El párrafo anterior, sin embargo,
tiene fecha de caducidad. El próximo 16 de mayo será un día muy
triste. Marcela y Rafa echan la persiana de la pequeña librería que
desde hace tres décadas regentan en la cuesta de Santo Domingo de
Iruña, en el conocido primer tramo del encierro (durante los
encierros, por cierto, la tienda se transforma en improvisada
consigna en la que los corredores dejan en custodia sus carteras o
sus móviles).
Rafa y Marcela se jubilan,
merecidamente, después de años trabajando de luna a luna, como
licántropos de los libros: preparando, a deshoras, pedidos,
cuadrando facturas y albaranes, rastreando como sabuesos libros
descatalogados, avisando a los clientes cuando llegan, fotocopiando
carnets, desempaquetando cajas con gomas Milan, lapiceros Alpino,
colocando con mimo en el escaparate olentzeros o kilikis de goma…
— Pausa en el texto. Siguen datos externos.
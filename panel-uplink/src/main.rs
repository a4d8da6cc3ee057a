//! Panel Uplink - Main entry point

use anyhow::{Context, Result};
use clap::{Args, Parser, Subcommand};
use panel_uplink::config::{DEFAULT_PANEL_CONFIG, DEFAULT_STORAGE_CONFIG};
use panel_uplink::storage::HttpGateway;
use panel_uplink::{shutdown, utils, AccessMode, PanelClient, PanelConfig, Pipeline, PipelineOutcome, StorageConfig};
use std::path::PathBuf;
use std::time::Duration;
use tracing::{error, info, warn};

#[derive(Parser, Debug)]
#[command(author, version, about, long_about = None)]
struct Cli {
    /// Log level (trace, debug, info, warn, error)
    #[arg(short, long, global = true, default_value = "info")]
    log_level: String,

    #[command(subcommand)]
    command: Command,
}

#[derive(Subcommand, Debug)]
enum Command {
    /// Upload a small sample object to check the storage settings
    #[command(alias = "t")]
    Test {
        #[command(flatten)]
        access: AccessArgs,
    },

    /// Create a full panel backup and upload it
    #[command(alias = "s")]
    Store {
        /// Panel account configuration
        #[arg(long, value_name = "FILE", default_value = DEFAULT_PANEL_CONFIG)]
        panel: PathBuf,

        #[command(flatten)]
        access: AccessArgs,
    },
}

#[derive(Args, Debug)]
struct AccessArgs {
    /// Storage configuration
    #[arg(long, value_name = "FILE", default_value = DEFAULT_STORAGE_CONFIG)]
    storage: PathBuf,

    /// Derive scopes from the raw API key and passphrase
    #[arg(long)]
    key: bool,

    /// Also produce a restricted scope token (requires --key)
    #[arg(long)]
    restrict: bool,
}

impl AccessArgs {
    fn mode(&self) -> AccessMode {
        if self.key {
            AccessMode::RawKey {
                restrict: self.restrict,
            }
        } else {
            if self.restrict {
                warn!("--restrict has no effect without --key");
            }
            AccessMode::SerializedScope
        }
    }

    fn load_storage(&self) -> Result<StorageConfig> {
        let storage = StorageConfig::from_file(&self.storage)
            .with_context(|| format!("loading {}", self.storage.display()))?;
        storage.log_summary(&self.storage);
        Ok(storage)
    }
}

#[tokio::main]
async fn main() -> Result<()> {
    let cli = Cli::parse();
    utils::logger::init(&cli.log_level)?;

    info!("Starting panel-uplink v{}", env!("CARGO_PKG_VERSION"));

    let cancel = shutdown::install();
    let network = HttpGateway::new(Duration::from_secs(30))?;
    let pipeline = Pipeline::new(&network, cancel);

    let result = match &cli.command {
        Command::Test { access } => {
            let storage = access.load_storage()?;
            pipeline.upload_sample(&storage, access.mode()).await
        }
        Command::Store { panel, access } => {
            let panel_config = PanelConfig::from_file(panel)
                .with_context(|| format!("loading {}", panel.display()))?;
            panel_config.log_summary(panel);
            let storage = access.load_storage()?;

            let client = PanelClient::new(&panel_config)?;
            pipeline
                .run_store(&client, &panel_config.poll, &storage, access.mode())
                .await
        }
    };

    match result {
        Ok(outcome) => {
            report(&outcome);
            Ok(())
        }
        Err(e) => {
            error!("Failed ({}): {}", e.kind(), e);
            Err(e.into())
        }
    }
}

fn report(outcome: &PipelineOutcome) {
    info!(
        "Uploaded {} bytes to {}/{}",
        outcome.report.bytes, outcome.report.bucket, outcome.report.object_key
    );
    if let Some(token) = &outcome.token {
        if outcome.restricted_token {
            println!("Restricted Serialized Scope Key: {}", token);
        } else {
            println!("Serialized Scope Key: {}", token);
        }
    }
}
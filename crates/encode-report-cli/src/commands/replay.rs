//! Replay command: per-frame JSON into a CSV log.

use std::path::{Path, PathBuf};
use std::time::{Duration, Instant};

use anyhow::{Context, Result, bail};
use encode_report::{FrameStats, ReportConfig, ReportWriter, RunSummary, SummaryAccumulator};
use log::{info, warn};

pub struct ReplayArgs {
    pub input: PathBuf,
    pub output: PathBuf,
    pub config: ReportConfig,
    pub elapsed: Option<f64>,
    pub input_fps: f64,
    pub summary: bool,
    pub summary_json: Option<PathBuf>,
}

pub fn run(args: ReplayArgs) -> Result<()> {
    let frames = load_frames(&args.input)?;
    info!("Loaded {} frames from {}", frames.len(), args.input.display());

    let invocation: Vec<String> = std::env::args().collect();
    let summary = replay(&frames, &args, &invocation)?;

    println!(
        "Wrote {} frames to {} ({:.2} kb/s)",
        frames.len(),
        args.output.display(),
        summary.bitrate_kbps
    );

    if let Some(path) = &args.summary_json {
        let json = serde_json::to_string_pretty(&summary)?;
        std::fs::write(path, json)
            .with_context(|| format!("Failed to write to {}", path.display()))?;
        println!("Saved summary to: {}", path.display());
    }

    Ok(())
}

fn replay(frames: &[FrameStats], args: &ReplayArgs, invocation: &[String]) -> Result<RunSummary> {
    let start = Instant::now();
    let mut report = ReportWriter::try_open(&args.output, args.config)
        .with_context(|| format!("Failed to open {}", args.output.display()))?;
    let mut totals = SummaryAccumulator::new();

    for frame in frames {
        if let Err(e) = report.write_frame(frame) {
            warn!("Frame {}: {e}", frame.encode_order);
        }
        totals.push(frame);
    }

    let elapsed = match args.elapsed {
        Some(secs) => match Duration::try_from_secs_f64(secs) {
            Ok(elapsed) => elapsed,
            Err(e) => bail!("invalid elapsed time {secs}: {e}"),
        },
        None => start.elapsed(),
    };
    let summary = totals.finish(elapsed, args.input_fps);

    if args.summary {
        report.write_summary(&summary, invocation)
            .with_context(|| format!("Failed to write summary to {}", args.output.display()))?;
    }

    Ok(summary)
}

fn load_frames(path: &Path) -> Result<Vec<FrameStats>> {
    let content = std::fs::read_to_string(path)
        .with_context(|| format!("Failed to read {}", path.display()))?;
    serde_json::from_str(&content)
        .with_context(|| format!("Failed to parse {} as frame statistics", path.display()))
}
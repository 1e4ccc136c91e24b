//! Metric transforms applied when writing rows.
//!
//! PSNR and SSIM are measured by the encoder; this module only converts them
//! into the forms the log reports.

/// Decibel value reported for a near-perfect SSIM.
pub const SSIM_DB_CEILING: f64 = 100.0;

/// Smallest `1 - ssim` that is still converted with `log10`.
const SSIM_DB_EPSILON: f64 = 1e-10;

/// Convert SSIM to decibels: `-10 * log10(1 - ssim)`.
///
/// When `1 - ssim` is at or below `1e-10` the result is clamped to
/// [`SSIM_DB_CEILING`], so identical pictures (and SSIM values marginally
/// above 1 from rounding) never yield an infinite or NaN column.
///
/// # Example
///
/// ```
/// use encode_report::metrics::ssim_db;
///
/// assert!((ssim_db(0.5) - 3.0103).abs() < 1e-4);
/// assert_eq!(ssim_db(1.0), 100.0);
/// ```
#[must_use]
pub fn ssim_db(ssim: f64) -> f64 {
    let inv_ssim = 1.0 - ssim;
    if inv_ssim <= SSIM_DB_EPSILON {
        SSIM_DB_CEILING
    } else {
        -10.0 * inv_ssim.log10()
    }
}

#[cfg(test)]
mod tests {
    use super::*;

    #[test]
    fn test_ssim_db_half() {
        let db = ssim_db(0.5);
        assert!((db - 3.0103).abs() < 1e-4);
        assert_eq!(format!("{:.3}", db), "3.010");
    }

    #[test]
    fn test_ssim_db_clamped_near_one() {
        // 1 - 0.999999999 is about 1e-9, above the clamp threshold.
        let db = ssim_db(0.999999999);
        assert!((db - 90.0).abs() < 0.01);

        assert_eq!(ssim_db(1.0 - 1e-11), SSIM_DB_CEILING);
        assert_eq!(ssim_db(1.0), SSIM_DB_CEILING);
        assert_eq!(ssim_db(1.000001), SSIM_DB_CEILING);
    }

    #[test]
    fn test_ssim_db_monotonic() {
        assert!(ssim_db(0.99) > ssim_db(0.9));
        assert!((ssim_db(0.9) - 10.0).abs() < 1e-9);
        assert_eq!(ssim_db(0.0), 0.0);
    }
}
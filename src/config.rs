//! Report configuration.
//!
//! A [`ReportConfig`] is a read-only snapshot of the encoder settings that
//! shape the log: the verbosity level and which optional metrics are active.
//! The same config must be used for opening a log and for every row written
//! to it, otherwise rows and header drift apart.

use serde::{Deserialize, Serialize};

/// Verbosity of the CSV log.
///
/// Level `0` produces a summary-only file. Any nonzero level produces a
/// per-frame file; level 2 and above also carries the energy columns.
#[derive(Debug, Clone, Copy, Default, PartialEq, Eq, PartialOrd, Ord, Serialize, Deserialize)]
#[serde(transparent)]
pub struct LogLevel(pub u8);

impl LogLevel {
    /// Summary row only.
    pub const SUMMARY: Self = Self(0);
    /// One row per frame.
    pub const FRAME: Self = Self(1);
    /// Per-frame rows with psy/residual energy columns.
    pub const DEBUG: Self = Self(2);

    /// Whether the file carries one row per frame.
    #[must_use]
    pub fn is_per_frame(self) -> bool {
        self.0 != 0
    }

    /// Whether the energy columns are present.
    #[must_use]
    pub fn has_energy(self) -> bool {
        self.0 >= 2
    }
}

impl std::fmt::Display for LogLevel {
    fn fmt(&self, f: &mut std::fmt::Formatter<'_>) -> std::fmt::Result {
        write!(f, "{}", self.0)
    }
}

/// Rate control mode of the encode.
#[derive(Debug, Clone, Copy, Default, PartialEq, Eq, Serialize, Deserialize)]
#[serde(rename_all = "snake_case")]
pub enum RateControl {
    /// Constant quantizer.
    ConstantQp,
    /// Constant rate factor (quality driven).
    #[default]
    ConstantRateFactor,
    /// Average bitrate.
    AverageBitrate,
}

impl RateControl {
    /// Whether this is constant-rate-factor mode.
    #[must_use]
    pub fn is_crf(self) -> bool {
        matches!(self, Self::ConstantRateFactor)
    }
}

/// Which columns a log carries.
#[derive(Debug, Clone, Copy, Default, PartialEq, Eq, Serialize, Deserialize)]
pub struct ReportConfig {
    /// Log verbosity.
    pub level: LogLevel,
    /// PSNR is measured by the encoder.
    pub psnr: bool,
    /// SSIM is measured by the encoder.
    pub ssim: bool,
    /// Rate control mode.
    pub rate_control: RateControl,
}

impl ReportConfig {
    /// Create a configuration builder.
    #[must_use]
    pub fn builder() -> ReportConfigBuilder {
        ReportConfigBuilder::default()
    }

    /// Whether the per-frame rows carry a rate factor column.
    #[must_use]
    pub fn has_rate_factor(&self) -> bool {
        self.rate_control.is_crf()
    }
}

/// Builder for [`ReportConfig`].
#[derive(Debug, Default)]
pub struct ReportConfigBuilder {
    config: ReportConfig,
}

impl ReportConfigBuilder {
    /// Set the verbosity level.
    #[must_use]
    pub fn level(mut self, level: u8) -> Self {
        self.config.level = LogLevel(level);
        self
    }

    /// Enable or disable PSNR columns.
    #[must_use]
    pub fn psnr(mut self, enabled: bool) -> Self {
        self.config.psnr = enabled;
        self
    }

    /// Enable or disable SSIM columns.
    #[must_use]
    pub fn ssim(mut self, enabled: bool) -> Self {
        self.config.ssim = enabled;
        self
    }

    /// Set the rate control mode.
    #[must_use]
    pub fn rate_control(mut self, mode: RateControl) -> Self {
        self.config.rate_control = mode;
        self
    }

    /// Build the configuration.
    #[must_use]
    pub fn build(self) -> ReportConfig {
        self.config
    }
}

#[cfg(test)]
mod tests {
    use super::*;

    #[test]
    fn test_builder() {
        let config = ReportConfig::builder()
            .level(2)
            .psnr(true)
            .rate_control(RateControl::AverageBitrate)
            .build();

        assert_eq!(config.level, LogLevel::DEBUG);
        assert!(config.psnr);
        assert!(!config.ssim);
        assert!(!config.has_rate_factor());
    }

    #[test]
    fn test_level_flags() {
        assert!(!LogLevel::SUMMARY.is_per_frame());
        assert!(LogLevel::FRAME.is_per_frame());
        assert!(!LogLevel::FRAME.has_energy());
        assert!(LogLevel(3).has_energy());
    }

    #[test]
    fn test_config_json() {
        let json = r#"{"level":1,"psnr":true,"ssim":false,"rate_control":"constant_qp"}"#;
        let config: ReportConfig = serde_json::from_str(json).unwrap();
        assert_eq!(config.level, LogLevel::FRAME);
        assert_eq!(config.rate_control, RateControl::ConstantQp);
    }
}
//! # encode-report
//!
//! CSV statistics logs for video encoders.
//!
//! The encoder measures; this library only serializes. It negotiates a
//! header from the enabled metrics, appends one fixed-column row per encoded
//! frame and a summary row per encode run.
//!
//! ## Quick Start
//!
//! ```rust,ignore
//! use encode_report::{FrameStats, ReportConfig, ReportWriter, SummaryAccumulator};
//!
//! let config = ReportConfig::builder().level(1).psnr(true).build();
//! let mut log = ReportWriter::open("encode.csv", config);
//! let mut totals = SummaryAccumulator::new();
//!
//! for frame in encoded_frames {
//!     // A failed log write never stops the encode.
//!     let _ = log.write_frame(&frame);
//!     totals.push(&frame);
//! }
//!
//! let args: Vec<String> = std::env::args().collect();
//! log.write_summary(&totals.finish(elapsed, 25.0), &args)?;
//! ```
//!
//! ## Modules
//!
//! - [`error`]: Error types for the library
//! - [`config`]: Which columns a log carries
//! - [`stats`]: Per-frame snapshots and run aggregation
//! - [`metrics`]: SSIM to decibel conversion
//! - [`report`]: The CSV writer and column layouts
//! - [`import`]: Reading per-frame logs back

pub mod config;
pub mod error;
pub mod import;
pub mod metrics;
pub mod report;
pub mod stats;

// Re-export commonly used types
pub use config::{LogLevel, RateControl, ReportConfig};
pub use error::{Error, Result};
pub use import::{FrameLogReader, FrameRecord};
pub use report::ReportWriter;
pub use stats::{
    FrameStats, FrameType, FrameTypeSummary, MbCounts, MbType, PsnrSample, RunSummary,
    SummaryAccumulator,
};
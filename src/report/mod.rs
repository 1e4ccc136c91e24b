//! CSV statistics log.
//!
//! The encoder driver calls [`ReportWriter::open`] once before encoding,
//! [`ReportWriter::write_frame`] for every completed frame and
//! [`ReportWriter::write_summary`] once at the end.
//!
//! ## Layout
//!
//! Columns are separated by `", "` and never quoted. All values are numeric
//! or fixed vocabulary, except the command column of the summary, which is
//! written verbatim.
//!
//! | Level | File content |
//! |-------|--------------|
//! | 0 | Summary header, then one summary row per run |
//! | 1 | Frame header, frame rows, then a `Summary` block per run |
//! | 2+ | As level 1 with psy/residual energy columns |
//!
//! The header is only written when the file is created. Reopening an
//! existing file appends without repeating it.

pub mod columns;
mod writer;

pub use columns::{frame_columns, header_line, summary_columns};
pub use writer::ReportWriter;
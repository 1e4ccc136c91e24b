//! Statistics command.

use std::path::PathBuf;
use std::time::Duration;

use anyhow::{Context, Result};
use encode_report::{FrameRecord, FrameStats, FrameType, PsnrSample, RunSummary, SummaryAccumulator};
use encode_report::import::FrameLogReader;
use log::debug;

pub fn run(input: PathBuf, by_type: bool, input_fps: f64) -> Result<()> {
    debug!("Loading frame log from: {}", input.display());

    let records = FrameLogReader::new()
        .read_path(&input)
        .with_context(|| format!("Failed to read frame log {}", input.display()))?;

    let summary = summarize(&records, input_fps);

    println!("Frames: {}", records.len());
    println!("Bitrate: {:.2} kb/s at {} fps", summary.bitrate_kbps, input_fps);
    if let Some(p) = summary.global_psnr {
        println!("PSNR Mean Y:{:.3} U:{:.3} V:{:.3} Avg:{:.3}", p.y, p.u, p.v, p.avg);
    }
    if let Some(ssim) = summary.global_ssim {
        println!("SSIM Mean: {:.6}", ssim);
    }

    if by_type {
        println!();
        print_by_type(&summary);
    }

    Ok(())
}

fn print_by_type(summary: &RunSummary) {
    println!("Statistics by Frame Type:");
    println!("{:-<48}", "");
    println!("{:<6} {:>8} {:>10} {:>12} {:>8}", "Type", "Frames", "Avg QP", "Avg Size", "Y PSNR");
    println!("{:-<48}", "");

    for frame_type in FrameType::ALL {
        let group = summary.for_type(frame_type);
        if group.count == 0 {
            continue;
        }
        let psnr = group
            .psnr
            .map_or_else(|| "-".to_string(), |p| format!("{:.2}", p.y));
        println!(
            "{:<6} {:>8} {:>10.2} {:>12.0} {:>8}",
            frame_type.letter(), group.count, group.qp_avg, group.size_avg, psnr
        );
    }
}

/// Rebuild frame snapshots from the logged columns and aggregate them.
fn summarize(records: &[FrameRecord], input_fps: f64) -> RunSummary {
    let mut totals = SummaryAccumulator::new();
    for record in records {
        totals.push(&to_frame(record));
    }
    totals.finish(Duration::ZERO, input_fps)
}

fn to_frame(record: &FrameRecord) -> FrameStats {
    let mut frame = FrameStats::new(
        record.encode_order,
        record.poc,
        record.frame_type,
        record.qp_avg,
        record.size_bytes,
    );
    frame.psnr = match (
        record.number("Y PSNR"),
        record.number("U PSNR"),
        record.number("V PSNR"),
        record.number("YUV PSNR"),
    ) {
        (Some(y), Some(u), Some(v), Some(avg)) => Some(PsnrSample { y, u, v, avg }),
        _ => None,
    };
    frame.ssim = record.number("SSIM");
    frame.rate_factor = record.number("RateFactor");
    frame
}
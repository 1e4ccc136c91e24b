//! Header command.

use anyhow::Result;
use encode_report::ReportConfig;
use encode_report::report::header_line;

pub fn run(config: ReportConfig) -> Result<()> {
    println!("{}", header_line(&config));
    Ok(())
}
No han conseguido, a pesar de
buscar con ahínco, que nadie tome el relevo para que su negocio,
sacrificado pero rentable, continúe siendo un pequeño oasis para
lectores empedernidos, euskaldunes, nostálgicos del trato personal y
humano… y la tienda reabrirá, sí, con otros dueños, pero
reduciendo su oferta a lo concerniente a los souvenirs.
¿Quién nos hará saber ahora que un autor del barrio ha escrito un
libro sobre el mono Txarli? ¿Quién preparará con la misma
diligencia los pedidos para las bibliotecas? ¿Quién nos prestará
las mesas para comer en la calle el día 6 de julio o nos invitará
al aperitivo después del txupinazo?…
Cuando la persiana de Abarzuza se
cierre definitivamente, tras ella se derrumbará todo un mundo. Es el
signo de los tiempos. Estos tiempos en los que en todas las librerías
el libro más vendido es el de una folclórica y en los que los
lectores de periódicos se convierten en exploradores urbanos. Pero
no tenemos ningún derecho, por supuesto, a que Marcela y Rafa
sientan ni siquiera una pizca de culpabilidad, al contrario. El
próximo martes, 23 de abril, es el Día del libro y ellos sacarán
por última vez sus libros a la calle. Será un buen momento para
darles un gran abrazo, agradecerles todos estos años de felicidad
lectora y desearles un gozoso retiro.